PROBLEM TO SOLVE:
A verbatim transcription of every record below is required.

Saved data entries
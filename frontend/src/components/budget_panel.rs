use shared::catalog::{
    AddOn, Plan, ADD_ONS, DISCOUNT_NOTE, IMPORTANT_NOTES, INCLUDED, PAYMENT_TERMS, SERVICE_HOURS,
    UPCOMING_NOTE,
};
use shared::{BudgetTab, BudgetView, SiteConfig};
use web_sys::MouseEvent;
use yew::prelude::*;

use super::access_code_gate::AccessCodeGate;
use super::faq_accordion::FaqList;
use super::icons::DownloadIcon;
use crate::hooks::use_site_config;

/// Budget modal body: the access gate when configured, then the price list.
#[function_component(BudgetModal)]
pub fn budget_modal() -> Html {
    let config = use_site_config();
    let unlocked = use_state(|| !config.budget_requires_code);

    let on_unlocked = {
        let unlocked = unlocked.clone();
        Callback::from(move |_| unlocked.set(true))
    };

    if *unlocked {
        html! { <BudgetPanel /> }
    } else {
        html! { <AccessCodeGate on_success={on_unlocked} /> }
    }
}

#[function_component(BudgetPanel)]
pub fn budget_panel() -> Html {
    let config = use_site_config();
    let view = use_state(BudgetView::default);

    let tab_button = |tab: BudgetTab| {
        let onclick = {
            let view = view.clone();
            Callback::from(move |_: MouseEvent| {
                let mut next = *view;
                next.select_tab(tab);
                view.set(next);
            })
        };
        html! {
            <button
                type="button"
                class={classes!("tab-button", (view.active_tab == tab).then_some("active"))}
                {onclick}
            >
                {tab.label()}
            </button>
        }
    };

    let toggle_details = {
        let view = view.clone();
        Callback::from(move |_: MouseEvent| {
            let mut next = *view;
            next.toggle_details();
            view.set(next);
        })
    };

    let active = view.active_tab;
    let catalog = match active {
        BudgetTab::Gold | BudgetTab::Diamond => html! {
            <div class="plan-grid">
                { for active.plans().iter().map(plan_card) }
            </div>
        },
        BudgetTab::Addons => html! {
            <div class="addon-grid">
                { for ADD_ONS.iter().map(addon_card) }
            </div>
        },
    };

    html! {
        <div class="panel budget-panel">
            <div class="budget-header">
                <h2 class="panel-title">{"Orçamento 2025"}</h2>
                {download_link(&config.portfolio_pdf_path, "Baixar Portfólio Completo", "text-link")}
            </div>

            <div class="tabs">
                { for BudgetTab::ALL.into_iter().map(tab_button) }
            </div>

            <div key={format!("{:?}", active)} class="tab-content fade-in">
                <p class="tab-blurb">{active.blurb()}</p>
                {catalog}
            </div>

            if view.shows_plan_terms() {
                <div class="plan-terms fade-in">
                    <p class="discount">{DISCOUNT_NOTE}</p>
                    <p><strong>{"Carga horária: "}</strong>{SERVICE_HOURS}</p>
                    <p><strong>{"Forma de Pagamento: "}</strong>{PAYMENT_TERMS}</p>
                    <p class="upcoming">{UPCOMING_NOTE}</p>
                </div>
            }

            {download_link(&config.budget_pdf_path, "Baixar Orçamento Detalhado", "primary-button")}

            <div class="details">
                <button type="button" class="text-button" onclick={toggle_details}>
                    {details_label(view.details_expanded)}
                </button>
                <div class={classes!("collapsible", view.details_expanded.then_some("expanded"))}>
                    <div class="details-grid">
                        <div>
                            <h4>{"Tudo que está incluso"}</h4>
                            <ul>{ for INCLUDED.iter().map(|item| html! { <li>{format!("- {}", item)}</li> }) }</ul>
                        </div>
                        <div>
                            <h4>{"Observações Importantes"}</h4>
                            <ul>{ for IMPORTANT_NOTES.iter().map(|item| html! { <li>{format!("- {}", item)}</li> }) }</ul>
                        </div>
                    </div>
                </div>
            </div>

            <FaqList />
        </div>
    }
}

fn details_label(expanded: bool) -> String {
    if expanded {
        "Ocultar detalhes e observações importantes ▲".to_string()
    } else {
        "Ver detalhes e observações importantes ▼".to_string()
    }
}

fn download_link(path: &str, label: &'static str, class: &'static str) -> Html {
    html! {
        <a class={class} href={path.to_string()} download={SiteConfig::download_name(path).to_string()}>
            <DownloadIcon />
            <span>{label}</span>
        </a>
    }
}

fn plan_card(plan: &Plan) -> Html {
    html! {
        <div key={plan.name} class="plan-card">
            <h3>{plan.name}</h3>
            <p class="price">{plan.price}</p>
            <p class="per-guest">{"por convidado"}</p>
            <p class="brands-title">{"Marcas utilizadas:"}</p>
            <ul class="brands">
                { for plan.brands.iter().map(|brand| html! { <li><span class="bullet">{"◆"}</span>{*brand}</li> }) }
            </ul>
        </div>
    }
}

fn addon_card(add_on: &AddOn) -> Html {
    html! {
        <div key={add_on.name} class="addon-card">
            <h3>{add_on.name}</h3>
            if let Some(description) = add_on.description {
                <p class="addon-description">{description}</p>
            }
            { for add_on.options.iter().map(|(option, price)| html! {
                <p><strong>{format!("{}: ", option)}</strong>{*price}</p>
            }) }
            if let Some(price) = add_on.starting_price {
                <p class="price">{format!("a partir de {}", price)}</p>
            }
        </div>
    }
}

#[cfg(test)]
mod tests {
    use super::*;
    use wasm_bindgen_test::*;

    wasm_bindgen_test_configure!(run_in_browser);

    #[wasm_bindgen_test]
    fn test_details_label_flips_with_state() {
        assert!(details_label(false).starts_with("Ver"));
        assert!(details_label(true).starts_with("Ocultar"));
    }
}
//! Domain logic for the Milano Bartenders link page.
//!
//! Everything here is plain Rust with no browser dependency: the panel state
//! machines, their validation predicates, the static catalog and the deep
//! links they produce. The Yew frontend only renders these types.

pub mod access_code;
pub mod booking;
pub mod budget;
pub mod catalog;
pub mod config;
pub mod developer;
pub mod effect;
pub mod error;
pub mod faq;
pub mod landing;
pub mod review;

pub use access_code::{AccessGate, VALID_ACCESS_CODES};
pub use booking::{BookingField, BookingForm, BookingWizard, WizardView, EVENT_TYPES, SUMMARY_STEP};
pub use budget::{BudgetTab, BudgetView};
pub use catalog::{AddOn, Plan};
pub use config::SiteConfig;
pub use developer::{DeveloperContact, DeveloperStage};
pub use effect::Effect;
pub use error::{ConfigError, FormError};
pub use faq::{FaqAccordion, FaqEntry, FaqIcon, FAQ_ENTRIES};
pub use landing::{LandingState, LogoAnimation, ModalSelector};
pub use review::{ReviewFlow, ReviewStage, MAX_STARS};
use thiserror::Error;

use crate::booking::BookingField;

/// User-facing validation failures. The display strings are shown verbatim
/// in the panels, so they stay in Portuguese.
#[derive(Debug, Clone, PartialEq, Eq, Error)]
pub enum FormError {
    #[error("Código inválido. Tente novamente.")]
    InvalidAccessCode,

    #[error("Por favor, insira seu nome.")]
    MissingName,

    #[error("Preencha o campo para continuar.")]
    StepIncomplete(BookingField),

    #[error("Não há próxima etapa.")]
    NoFurtherStep,

    #[error("O pedido só pode ser enviado a partir do resumo.")]
    NotAtSummary,

    #[error("Avaliação inválida: {0} estrelas")]
    InvalidStar(u8),
}

/// Failures while reading a [`crate::SiteConfig`] override.
#[derive(Debug, Error)]
pub enum ConfigError {
    #[error("invalid site config: {0}")]
    Parse(#[from] serde_json::Error),

    #[error("site config field `{0}` must not be empty")]
    EmptyField(&'static str),
}

#[cfg(test)]
mod tests {
    use super::*;

    #[test]
    fn test_messages_match_panel_copy() {
        assert_eq!(
            FormError::InvalidAccessCode.to_string(),
            "Código inválido. Tente novamente."
        );
        assert_eq!(FormError::MissingName.to_string(), "Por favor, insira seu nome.");
        assert_eq!(FormError::InvalidStar(7).to_string(), "Avaliação inválida: 7 estrelas");
    }
}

SOLVED PROBLEM:
filename frontend/src/components/budget_panel.rs
use shared::catalog::{
    AddOn, Plan, ADD_ONS, DISCOUNT_NOTE, IMPORTANT_NOTES, INCLUDED, PAYMENT_TERMS, SERVICE_HOURS,
    UPCOMING_NOTE,
};
use shared::{BudgetTab, BudgetView, SiteConfig};
use web_sys::MouseEvent;
use yew::prelude::*;

use super::access_code_gate::AccessCodeGate;
use super::faq_accordion::FaqList;
use super::icons::DownloadIcon;
use crate::hooks::use_site_config;

/// Budget modal body: the access gate when configured, then the price list.
#[function_component(BudgetModal)]
pub fn budget_modal() -> Html {
    let config = use_site_config();
    let unlocked = use_state(|| !config.budget_requires_code);

    let on_unlocked = {
        let unlocked = unlocked.clone();
        Callback::from(move |_| unlocked.set(true))
    };

    if *unlocked {
        html! { <BudgetPanel /> }
    } else {
        html! { <AccessCodeGate on_success={on_unlocked} /> }
    }
}

#[function_component(BudgetPanel)]
pub fn budget_panel() -> Html {
    let config = use_site_config();
    let view = use_state(BudgetView::default);

    let tab_button = |tab: BudgetTab| {
        let onclick = {
            let view = view.clone();
            Callback::from(move |_: MouseEvent| {
                let mut next = *view;
                next.select_tab(tab);
                view.set(next);
            })
        };
        html! {
            <button
                type="button"
                class={classes!("tab-button", (view.active_tab == tab).then_some("active"))}
                {onclick}
            >
                {tab.label()}
            </button>
        }
    };

    let toggle_details = {
        let view = view.clone();
        Callback::from(move |_: MouseEvent| {
            let mut next = *view;
            next.toggle_details();
            view.set(next);
        })
    };

    let active = view.active_tab;
    let catalog = match active {
        BudgetTab::Gold | BudgetTab::Diamond => html! {
            <div class="plan-grid">
                { for active.plans().iter().map(plan_card) }
            </div>
        },
        BudgetTab::Addons => html! {
            <div class="addon-grid">
                { for ADD_ONS.iter().map(addon_card) }
            </div>
        },
    };

    html! {
        <div class="panel budget-panel">
            <div class="budget-header">
                <h2 class="panel-title">{"Orçamento 2025"}</h2>
                {download_link(&config.portfolio_pdf_path, "Baixar Portfólio Completo", "text-link")}
            </div>

            <div class="tabs">
                { for BudgetTab::ALL.into_iter().map(tab_button) }
            </div>

            <div key={format!("{:?}", active)} class="tab-content fade-in">
                <p class="tab-blurb">{active.blurb()}</p>
                {catalog}
            </div>

            if view.shows_plan_terms() {
                <div class="plan-terms fade-in">
                    <p class="discount">{DISCOUNT_NOTE}</p>
                    <p><strong>{"Carga horária: "}</strong>{SERVICE_HOURS}</p>
                    <p><strong>{"Forma de Pagamento: "}</strong>{PAYMENT_TERMS}</p>
                    <p class="upcoming">{UPCOMING_NOTE}</p>
                </div>
            }

            {download_link(&config.budget_pdf_path, "Baixar Orçamento Detalhado", "primary-button")}

            <div class="details">
                <button type="button" class="text-button" onclick={toggle_details}>
                    {details_label(view.details_expanded)}
                </button>
                <div class={classes!("collapsible", view.details_expanded.then_some("expanded"))}>
                    <div class="details-grid">
                        <div>
                            <h4>{"Tudo que está incluso"}</h4>
                            <ul>{ for INCLUDED.iter().map(|item| html! { <li>{format!("- {}", item)}</li> }) }</ul>
                        </div>
                        <div>
                            <h4>{"Observações Importantes"}</h4>
                            <ul>{ for IMPORTANT_NOTES.iter().map(|item| html! { <li>{format!("- {}", item)}</li> }) }</ul>
                        </div>
                    </div>
                </div>
            </div>

            <FaqList />
        </div>
    }
}

fn details_label(expanded: bool) -> String {
    if expanded {
        "Ocultar detalhes e observações importantes ▲".to_string()
    } else {
        "Ver detalhes e observações importantes ▼".to_string()
    }
}

fn download_link(path: &str, label: &'static str, class: &'static str) -> Html {
    html! {
        <a class={class} href={path.to_string()} download={SiteConfig::download_name(path).to_string()}>
            <DownloadIcon />
            <span>{label}</span>
        </a>
    }
}

fn plan_card(plan: &Plan) -> Html {
    html! {
        <div key={plan.name} class="plan-card">
            <h3>{plan.name}</h3>
            <p class="price">{plan.price}</p>
            <p class="per-guest">{"por convidado"}</p>
            <p class="brands-title">{"Marcas utilizadas:"}</p>
            <ul class="brands">
                { for plan.brands.iter().map(|brand| html! { <li><span class="bullet">{"◆"}</span>{*brand}</li> }) }
            </ul>
        </div>
    }
}

fn addon_card(add_on: &AddOn) -> Html {
    html! {
        <div key={add_on.name} class="addon-card">
            <h3>{add_on.name}</h3>
            if let Some(description) = add_on.description {
                <p class="addon-description">{description}</p>
            }
            { for add_on.options.iter().map(|(option, price)| html! {
                <p><strong>{format!("{}: ", option)}</strong>{*price}</p>
            }) }
            if let Some(price) = add_on.starting_price {
                <p class="price">{format!("a partir de {}", price)}</p>
            }
        </div>
    }
}

#[cfg(test)]
mod tests {
    use super::*;
    use wasm_bindgen_test::*;

    wasm_bindgen_test_configure!(run_in_browser);

    #[wasm_bindgen_test]
    fn test_details_label_flips_with_state() {
        assert!(details_label(false).starts_with("Ver"));
        assert!(details_label(true).starts_with("Ocultar"));
    }
}
//! Domain logic for the Milano Bartenders link page.
//!
//! Everything here is plain Rust with no browser dependency: the panel state
//! machines, their validation predicates, the static catalog and the deep
//! links they produce. The Yew frontend only renders these types.

pub mod access_code;
pub mod booking;
pub mod budget;
pub mod catalog;
pub mod config;
pub mod developer;
pub mod effect;
pub mod error;
pub mod faq;
pub mod landing;
pub mod review;

pub use access_code::{AccessGate, VALID_ACCESS_CODES};
pub use booking::{BookingField, BookingForm, BookingWizard, WizardView, EVENT_TYPES, SUMMARY_STEP};
pub use budget::{BudgetTab, BudgetView};
pub use catalog::{AddOn, Plan};
pub use config::SiteConfig;
pub use developer::{DeveloperContact, DeveloperStage};
pub use effect::Effect;
pub use error::{ConfigError, FormError};
pub use faq::{FaqAccordion, FaqEntry, FaqIcon, FAQ_ENTRIES};
pub use landing::{LandingState, LogoAnimation, ModalSelector};
pub use review::{ReviewFlow, ReviewStage, MAX_STARS};
use thiserror::Error;

use crate::booking::BookingField;

/// User-facing validation failures. The display strings are shown verbatim
/// in the panels, so they stay in Portuguese.
#[derive(Debug, Clone, PartialEq, Eq, Error)]
pub enum FormError {
    #[error("Código inválido. Tente novamente.")]
    InvalidAccessCode,

    #[error("Por favor, insira seu nome.")]
    MissingName,

    #[error("Preencha o campo para continuar.")]
    StepIncomplete(BookingField),

    #[error("Não há próxima etapa.")]
    NoFurtherStep,

    #[error("O pedido só pode ser enviado a partir do resumo.")]
    NotAtSummary,

    #[error("Avaliação inválida: {0} estrelas")]
    InvalidStar(u8),
}

/// Failures while reading a [`crate::SiteConfig`] override.
#[derive(Debug, Error)]
pub enum ConfigError {
    #[error("invalid site config: {0}")]
    Parse(#[from] serde_json::Error),

    #[error("site config field `{0}` must not be empty")]
    EmptyField(&'static str),
}

#[cfg(test)]
mod tests {
    use super::*;

    #[test]
    fn test_messages_match_panel_copy() {
        assert_eq!(
            FormError::InvalidAccessCode.to_string(),
            "Código inválido. Tente novamente."
        );
        assert_eq!(FormError::MissingName.to_string(), "Por favor, insira seu nome.");
        assert_eq!(FormError::InvalidStar(7).to_string(), "Avaliação inválida: 7 estrelas");
    }
}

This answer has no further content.